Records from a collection
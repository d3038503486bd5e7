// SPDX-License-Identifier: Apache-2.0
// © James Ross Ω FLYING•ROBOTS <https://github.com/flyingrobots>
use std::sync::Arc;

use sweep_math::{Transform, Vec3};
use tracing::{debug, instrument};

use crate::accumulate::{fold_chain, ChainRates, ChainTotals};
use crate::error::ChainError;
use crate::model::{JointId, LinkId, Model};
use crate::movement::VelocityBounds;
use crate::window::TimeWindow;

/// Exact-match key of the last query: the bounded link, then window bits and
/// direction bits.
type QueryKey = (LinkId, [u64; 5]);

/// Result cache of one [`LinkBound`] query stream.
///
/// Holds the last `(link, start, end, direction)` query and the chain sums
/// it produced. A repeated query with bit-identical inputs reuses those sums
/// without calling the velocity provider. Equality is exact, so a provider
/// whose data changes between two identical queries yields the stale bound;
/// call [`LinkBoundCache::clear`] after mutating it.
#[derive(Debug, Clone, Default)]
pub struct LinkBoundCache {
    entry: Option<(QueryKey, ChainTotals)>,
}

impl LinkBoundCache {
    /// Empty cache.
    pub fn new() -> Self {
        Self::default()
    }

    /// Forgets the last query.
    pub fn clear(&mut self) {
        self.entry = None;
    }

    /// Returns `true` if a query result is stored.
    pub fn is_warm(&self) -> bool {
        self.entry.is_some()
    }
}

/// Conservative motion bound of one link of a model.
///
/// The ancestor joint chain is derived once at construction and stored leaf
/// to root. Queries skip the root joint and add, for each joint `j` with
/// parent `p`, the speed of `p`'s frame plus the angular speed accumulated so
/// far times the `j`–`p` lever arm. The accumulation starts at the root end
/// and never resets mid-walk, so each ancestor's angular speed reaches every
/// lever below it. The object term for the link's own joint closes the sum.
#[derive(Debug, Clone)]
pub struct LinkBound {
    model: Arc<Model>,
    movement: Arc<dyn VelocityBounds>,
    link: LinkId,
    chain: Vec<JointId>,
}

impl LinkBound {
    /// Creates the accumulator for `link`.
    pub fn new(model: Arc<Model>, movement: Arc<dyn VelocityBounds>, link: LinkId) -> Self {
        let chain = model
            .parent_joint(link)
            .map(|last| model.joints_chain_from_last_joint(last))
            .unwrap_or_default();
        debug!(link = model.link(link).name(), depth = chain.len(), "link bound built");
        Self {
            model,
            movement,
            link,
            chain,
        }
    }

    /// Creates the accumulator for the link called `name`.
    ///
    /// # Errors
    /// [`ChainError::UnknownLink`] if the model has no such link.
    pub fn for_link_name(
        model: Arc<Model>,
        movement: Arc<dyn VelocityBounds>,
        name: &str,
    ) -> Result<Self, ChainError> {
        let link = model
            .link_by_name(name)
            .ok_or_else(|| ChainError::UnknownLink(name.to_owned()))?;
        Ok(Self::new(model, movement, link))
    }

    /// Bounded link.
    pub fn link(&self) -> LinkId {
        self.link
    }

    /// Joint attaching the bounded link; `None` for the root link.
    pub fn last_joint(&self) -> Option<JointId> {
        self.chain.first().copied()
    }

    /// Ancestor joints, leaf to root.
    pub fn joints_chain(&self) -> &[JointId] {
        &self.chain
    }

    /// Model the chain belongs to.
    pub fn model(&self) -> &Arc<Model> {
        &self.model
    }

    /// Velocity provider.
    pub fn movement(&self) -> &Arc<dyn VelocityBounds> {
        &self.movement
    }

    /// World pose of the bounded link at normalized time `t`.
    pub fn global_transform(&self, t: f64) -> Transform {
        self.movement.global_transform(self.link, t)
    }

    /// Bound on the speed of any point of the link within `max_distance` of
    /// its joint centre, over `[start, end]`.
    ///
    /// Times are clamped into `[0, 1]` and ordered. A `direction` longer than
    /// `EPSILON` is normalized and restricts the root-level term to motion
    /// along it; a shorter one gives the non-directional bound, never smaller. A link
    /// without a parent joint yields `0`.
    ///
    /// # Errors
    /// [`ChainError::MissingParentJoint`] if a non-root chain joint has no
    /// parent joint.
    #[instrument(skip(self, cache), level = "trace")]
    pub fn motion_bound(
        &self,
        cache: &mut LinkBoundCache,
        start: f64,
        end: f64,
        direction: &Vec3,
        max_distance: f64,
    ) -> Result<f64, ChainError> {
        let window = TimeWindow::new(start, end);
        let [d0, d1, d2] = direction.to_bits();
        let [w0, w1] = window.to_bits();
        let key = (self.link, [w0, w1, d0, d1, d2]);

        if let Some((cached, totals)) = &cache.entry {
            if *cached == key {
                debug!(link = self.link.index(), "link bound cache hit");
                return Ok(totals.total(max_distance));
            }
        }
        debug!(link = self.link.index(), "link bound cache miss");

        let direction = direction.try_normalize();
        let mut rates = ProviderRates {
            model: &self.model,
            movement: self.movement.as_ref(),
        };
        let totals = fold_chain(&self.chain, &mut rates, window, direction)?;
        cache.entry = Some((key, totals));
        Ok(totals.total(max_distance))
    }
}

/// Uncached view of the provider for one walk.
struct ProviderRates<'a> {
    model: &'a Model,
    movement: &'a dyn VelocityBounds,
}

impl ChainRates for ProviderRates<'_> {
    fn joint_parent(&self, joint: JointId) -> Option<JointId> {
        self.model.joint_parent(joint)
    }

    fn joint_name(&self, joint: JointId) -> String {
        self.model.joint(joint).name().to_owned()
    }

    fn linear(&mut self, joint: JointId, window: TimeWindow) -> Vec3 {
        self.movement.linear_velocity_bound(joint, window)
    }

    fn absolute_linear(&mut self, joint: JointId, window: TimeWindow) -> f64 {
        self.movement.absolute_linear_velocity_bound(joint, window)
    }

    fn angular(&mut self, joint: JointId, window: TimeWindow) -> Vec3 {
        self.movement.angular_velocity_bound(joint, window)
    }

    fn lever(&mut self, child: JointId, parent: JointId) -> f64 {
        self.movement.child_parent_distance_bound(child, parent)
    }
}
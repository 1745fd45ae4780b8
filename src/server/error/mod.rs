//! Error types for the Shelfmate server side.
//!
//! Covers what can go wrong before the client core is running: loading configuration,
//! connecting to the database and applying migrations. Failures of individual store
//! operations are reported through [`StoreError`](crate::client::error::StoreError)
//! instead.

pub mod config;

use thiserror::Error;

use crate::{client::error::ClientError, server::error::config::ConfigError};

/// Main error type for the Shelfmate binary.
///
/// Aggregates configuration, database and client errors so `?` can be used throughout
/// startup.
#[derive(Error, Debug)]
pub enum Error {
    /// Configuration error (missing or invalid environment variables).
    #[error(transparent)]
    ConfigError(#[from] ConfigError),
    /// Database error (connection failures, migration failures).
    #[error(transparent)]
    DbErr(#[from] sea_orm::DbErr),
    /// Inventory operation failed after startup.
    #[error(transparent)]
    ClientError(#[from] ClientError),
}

WHAT THE TASK ASKS: For the string "ProviderRates", show each line of the entries above where it occurs.

RESULT:
        let mut rates = ProviderRates {
struct ProviderRates<'a> {
impl ChainRates for ProviderRates<'_> {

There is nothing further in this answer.